REQUIRED ACTION =>
The goal is to restate all of the records below word for word.

LISTED ENTRIES =>

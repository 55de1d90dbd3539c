//! Synthetic rectangular graphs.
//!
//! A regular `nx × ny` grid on the unit square with a lattice mesh hierarchy
//! on top. Level 0 has roughly half the grid resolution, each coarser level
//! roughly a third of the previous one, never fewer than 2 nodes per axis.

use candle_core::{Device, Tensor};

use crate::error::ConfigError;
use crate::graph::{EdgeIndex, EdgeSet, GraphTopology, MeshGraph, MeshLevel};

/// Number of mesh nodes each grid node reads from when decoding.
const M2G_NEIGHBOURS: usize = 4;

/// Nodes of a regular lattice, row-major, at cell centres of the unit square.
#[derive(Debug, Clone, Copy)]
struct Lattice {
    nx: usize,
    ny: usize,
}

impl Lattice {
    fn len(&self) -> usize {
        self.nx * self.ny
    }

    fn positions(&self) -> Vec<[f32; 2]> {
        let mut pos = Vec::with_capacity(self.len());
        for j in 0..self.ny {
            for i in 0..self.nx {
                pos.push([
                    (i as f32 + 0.5) / self.nx as f32,
                    (j as f32 + 0.5) / self.ny as f32,
                ]);
            }
        }
        pos
    }

    /// Coarser lattice, `factor` times fewer nodes per axis.
    fn coarsen(&self, factor: usize) -> Self {
        Self {
            nx: self.nx.div_ceil(factor).max(2),
            ny: self.ny.div_ceil(factor).max(2),
        }
    }

    /// Bidirectional 4-neighbour edges.
    fn neighbour_edges(&self) -> (Vec<u32>, Vec<u32>) {
        let mut senders = Vec::new();
        let mut receivers = Vec::new();
        let idx = |i: usize, j: usize| (j * self.nx + i) as u32;
        for j in 0..self.ny {
            for i in 0..self.nx {
                if i + 1 < self.nx {
                    senders.extend([idx(i, j), idx(i + 1, j)]);
                    receivers.extend([idx(i + 1, j), idx(i, j)]);
                }
                if j + 1 < self.ny {
                    senders.extend([idx(i, j), idx(i, j + 1)]);
                    receivers.extend([idx(i, j + 1), idx(i, j)]);
                }
            }
        }
        (senders, receivers)
    }
}

fn dist2(a: [f32; 2], b: [f32; 2]) -> f32 {
    (a[0] - b[0]).powi(2) + (a[1] - b[1]).powi(2)
}

/// Indices of the `k` points in `candidates` closest to `p`, nearest first.
fn k_nearest(p: [f32; 2], candidates: &[[f32; 2]], k: usize) -> Vec<u32> {
    let mut order: Vec<(f32, u32)> = candidates
        .iter()
        .enumerate()
        .map(|(i, &c)| (dist2(p, c), i as u32))
        .collect();
    order.sort_by(|a, b| a.0.total_cmp(&b.0).then(a.1.cmp(&b.1)));
    order.into_iter().take(k).map(|(_, i)| i).collect()
}

/// `[length, dx, dy]` per edge, displacement from sender to receiver.
fn edge_features(
    senders: &[u32],
    receivers: &[u32],
    send_pos: &[[f32; 2]],
    rec_pos: &[[f32; 2]],
) -> candle_core::Result<Tensor> {
    let mut data = Vec::with_capacity(3 * senders.len());
    for (&s, &r) in senders.iter().zip(receivers) {
        let (a, b) = (send_pos[s as usize], rec_pos[r as usize]);
        let (dx, dy) = (b[0] - a[0], b[1] - a[1]);
        data.extend([(dx * dx + dy * dy).sqrt(), dx, dy]);
    }
    Tensor::from_vec(data, (senders.len(), 3), &Device::Cpu)
}

fn node_features(pos: &[[f32; 2]]) -> candle_core::Result<Tensor> {
    let data: Vec<f32> = pos.iter().flat_map(|p| p.iter().copied()).collect();
    Tensor::from_vec(data, (pos.len(), 2), &Device::Cpu)
}

fn edge_set(
    name: &str,
    (senders, receivers): (Vec<u32>, Vec<u32>),
    send_pos: &[[f32; 2]],
    rec_pos: &[[f32; 2]],
) -> Result<EdgeSet, ConfigError> {
    let features = edge_features(&senders, &receivers, send_pos, rec_pos)?;
    let index = EdgeIndex::new(name, senders, receivers, send_pos.len(), rec_pos.len())?;
    EdgeSet::new(name, index, features)
}

/// Build a grid of `nx × ny` nodes with a `levels`-level lattice mesh.
/// `levels == 1` gives a flat graph.
pub fn build_rect_graph(nx: usize, ny: usize, levels: usize) -> Result<GraphTopology, ConfigError> {
    if levels == 0 {
        return Err(ConfigError::LevelCountMismatch {
            what: "mesh_features",
            expected: 1,
            actual: 0,
        });
    }
    if nx == 0 || ny == 0 {
        return Err(ConfigError::DimMismatch {
            what: "grid nodes per axis".to_string(),
            expected: 1,
            actual: 0,
        });
    }

    let grid = Lattice { nx, ny };
    let grid_pos = grid.positions();

    let mut lattices = vec![grid.coarsen(2)];
    for _ in 1..levels {
        let prev = lattices[lattices.len() - 1];
        lattices.push(prev.coarsen(3));
    }
    let level_pos: Vec<Vec<[f32; 2]>> = lattices.iter().map(Lattice::positions).collect();

    let mut mesh_levels = Vec::with_capacity(levels);
    for (l, (lattice, pos)) in lattices.iter().zip(&level_pos).enumerate() {
        let name = format!("m2m.{l}");
        mesh_levels.push(MeshLevel::new(
            &name,
            node_features(pos)?,
            edge_set(&name, lattice.neighbour_edges(), pos, pos)?,
        )?);
    }

    let mut up = Vec::with_capacity(levels - 1);
    let mut down = Vec::with_capacity(levels - 1);
    for l in 0..levels - 1 {
        let (lower, upper) = (&level_pos[l], &level_pos[l + 1]);
        let parents: Vec<u32> = lower.iter().map(|&p| k_nearest(p, upper, 1)[0]).collect();
        let children: Vec<u32> = (0..lower.len() as u32).collect();
        up.push(edge_set(
            &format!("mesh_up.{l}"),
            (children.clone(), parents.clone()),
            lower,
            upper,
        )?);
        down.push(edge_set(
            &format!("mesh_down.{l}"),
            (parents, children),
            upper,
            lower,
        )?);
    }

    let mesh0 = &level_pos[0];
    let g2m_senders: Vec<u32> = (0..grid_pos.len() as u32).collect();
    let g2m_receivers: Vec<u32> = grid_pos.iter().map(|&p| k_nearest(p, mesh0, 1)[0]).collect();
    let g2m = edge_set("g2m", (g2m_senders, g2m_receivers), &grid_pos, mesh0)?;

    let k = M2G_NEIGHBOURS.min(mesh0.len());
    let mut m2g_senders = Vec::with_capacity(k * grid_pos.len());
    let mut m2g_receivers = Vec::with_capacity(k * grid_pos.len());
    for (g, &p) in grid_pos.iter().enumerate() {
        for m in k_nearest(p, mesh0, k) {
            m2g_senders.push(m);
            m2g_receivers.push(g as u32);
        }
    }
    let m2g = edge_set("m2g", (m2g_senders, m2g_receivers), mesh0, &grid_pos)?;

    Ok(GraphTopology {
        num_grid_nodes: grid.len(),
        g2m,
        m2g,
        mesh: MeshGraph::new(mesh_levels, up, down)?,
    })
}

ANSWER SECTION =>
repository 55de1d90dbd3539c
//! Synthetic rectangular graphs.
//!
//! A regular `nx × ny` grid on the unit square with a lattice mesh hierarchy
//! on top. Level 0 has roughly half the grid resolution, each coarser level
//! roughly a third of the previous one, never fewer than 2 nodes per axis.

use candle_core::{Device, Tensor};

use crate::error::ConfigError;
use crate::graph::{EdgeIndex, EdgeSet, GraphTopology, MeshGraph, MeshLevel};

/// Number of mesh nodes each grid node reads from when decoding.
const M2G_NEIGHBOURS: usize = 4;

/// Nodes of a regular lattice, row-major, at cell centres of the unit square.
#[derive(Debug, Clone, Copy)]
struct Lattice {
    nx: usize,
    ny: usize,
}

impl Lattice {
    fn len(&self) -> usize {
        self.nx * self.ny
    }

    fn positions(&self) -> Vec<[f32; 2]> {
        let mut pos = Vec::with_capacity(self.len());
        for j in 0..self.ny {
            for i in 0..self.nx {
                pos.push([
                    (i as f32 + 0.5) / self.nx as f32,
                    (j as f32 + 0.5) / self.ny as f32,
                ]);
            }
        }
        pos
    }

    /// Coarser lattice, `factor` times fewer nodes per axis.
    fn coarsen(&self, factor: usize) -> Self {
        Self {
            nx: self.nx.div_ceil(factor).max(2),
            ny: self.ny.div_ceil(factor).max(2),
        }
    }

    /// Bidirectional 4-neighbour edges.
    fn neighbour_edges(&self) -> (Vec<u32>, Vec<u32>) {
        let mut senders = Vec::new();
        let mut receivers = Vec::new();
        let idx = |i: usize, j: usize| (j * self.nx + i) as u32;
        for j in 0..self.ny {
            for i in 0..self.nx {
                if i + 1 < self.nx {
                    senders.extend([idx(i, j), idx(i + 1, j)]);
                    receivers.extend([idx(i + 1, j), idx(i, j)]);
                }
                if j + 1 < self.ny {
                    senders.extend([idx(i, j), idx(i, j + 1)]);
                    receivers.extend([idx(i, j + 1), idx(i, j)]);
                }
            }
        }
        (senders, receivers)
    }
}

fn dist2(a: [f32; 2], b: [f32; 2]) -> f32 {
    (a[0] - b[0]).powi(2) + (a[1] - b[1]).powi(2)
}

/// Indices of the `k` points in `candidates` closest to `p`, nearest first.
fn k_nearest(p: [f32; 2], candidates: &[[f32; 2]], k: usize) -> Vec<u32> {
    let mut order: Vec<(f32, u32)> = candidates
        .iter()
        .enumerate()
        .map(|(i, &c)| (dist2(p, c), i as u32))
        .collect();
    order.sort_by(|a, b| a.0.total_cmp(&b.0).then(a.1.cmp(&b.1)));
    order.into_iter().take(k).map(|(_, i)| i).collect()
}

/// `[length, dx, dy]` per edge, displacement from sender to receiver.
fn edge_features(
    senders: &[u32],
    receivers: &[u32],
    send_pos: &[[f32; 2]],
    rec_pos: &[[f32; 2]],
) -> candle_core::Result<Tensor> {
    let mut data = Vec::with_capacity(3 * senders.len());
    for (&s, &r) in senders.iter().zip(receivers) {
        let (a, b) = (send_pos[s as usize], rec_pos[r as usize]);
        let (dx, dy) = (b[0] - a[0], b[1] - a[1]);
        data.extend([(dx * dx + dy * dy).sqrt(), dx, dy]);
    }
    Tensor::from_vec(data, (senders.len(), 3), &Device::Cpu)
}

fn node_features(pos: &[[f32; 2]]) -> candle_core::Result<Tensor> {
    let data: Vec<f32> = pos.iter().flat_map(|p| p.iter().copied()).collect();
    Tensor::from_vec(data, (pos.len(), 2), &Device::Cpu)
}

fn edge_set(
    name: &str,
    (senders, receivers): (Vec<u32>, Vec<u32>),
    send_pos: &[[f32; 2]],
    rec_pos: &[[f32; 2]],
) -> Result<EdgeSet, ConfigError> {
    let features = edge_features(&senders, &receivers, send_pos, rec_pos)?;
    let index = EdgeIndex::new(name, senders, receivers, send_pos.len(), rec_pos.len())?;
    EdgeSet::new(name, index, features)
}

/// Build a grid of `nx × ny` nodes with a `levels`-level lattice mesh.
/// `levels == 1` gives a flat graph.
pub fn build_rect_graph(nx: usize, ny: usize, levels: usize) -> Result<GraphTopology, ConfigError> {
    if levels == 0 {
        return Err(ConfigError::LevelCountMismatch {
            what: "mesh_features",
            expected: 1,
            actual: 0,
        });
    }
    if nx == 0 || ny == 0 {
        return Err(ConfigError::DimMismatch {
            what: "grid nodes per axis".to_string(),
            expected: 1,
            actual: 0,
        });
    }

    let grid = Lattice { nx, ny };
    let grid_pos = grid.positions();

    let mut lattices = vec![grid.coarsen(2)];
    for _ in 1..levels {
        let prev = lattices[lattices.len() - 1];
        lattices.push(prev.coarsen(3));
    }
    let level_pos: Vec<Vec<[f32; 2]>> = lattices.iter().map(Lattice::positions).collect();

    let mut mesh_levels = Vec::with_capacity(levels);
    for (l, (lattice, pos)) in lattices.iter().zip(&level_pos).enumerate() {
        let name = format!("m2m.{l}");
        mesh_levels.push(MeshLevel::new(
            &name,
            node_features(pos)?,
            edge_set(&name, lattice.neighbour_edges(), pos, pos)?,
        )?);
    }

    let mut up = Vec::with_capacity(levels - 1);
    let mut down = Vec::with_capacity(levels - 1);
    for l in 0..levels - 1 {
        let (lower, upper) = (&level_pos[l], &level_pos[l + 1]);
        let parents: Vec<u32> = lower.iter().map(|&p| k_nearest(p, upper, 1)[0]).collect();
        let children: Vec<u32> = (0..lower.len() as u32).collect();
        up.push(edge_set(
            &format!("mesh_up.{l}"),
            (children.clone(), parents.clone()),
            lower,
            upper,
        )?);
        down.push(edge_set(
            &format!("mesh_down.{l}"),
            (parents, children),
            upper,
            lower,
        )?);
    }

    let mesh0 = &level_pos[0];
    let g2m_senders: Vec<u32> = (0..grid_pos.len() as u32).collect();
    let g2m_receivers: Vec<u32> = grid_pos.iter().map(|&p| k_nearest(p, mesh0, 1)[0]).collect();
    let g2m = edge_set("g2m", (g2m_senders, g2m_receivers), &grid_pos, mesh0)?;

    let k = M2G_NEIGHBOURS.min(mesh0.len());
    let mut m2g_senders = Vec::with_capacity(k * grid_pos.len());
    let mut m2g_receivers = Vec::with_capacity(k * grid_pos.len());
    for (g, &p) in grid_pos.iter().enumerate() {
        for m in k_nearest(p, mesh0, k) {
            m2g_senders.push(m);
            m2g_receivers.push(g as u32);
        }
    }
    let m2g = edge_set("m2g", (m2g_senders, m2g_receivers), mesh0, &grid_pos)?;

    Ok(GraphTopology {
        num_grid_nodes: grid.len(),
        g2m,
        m2g,
        mesh: MeshGraph::new(mesh_levels, up, down)?,
    })
}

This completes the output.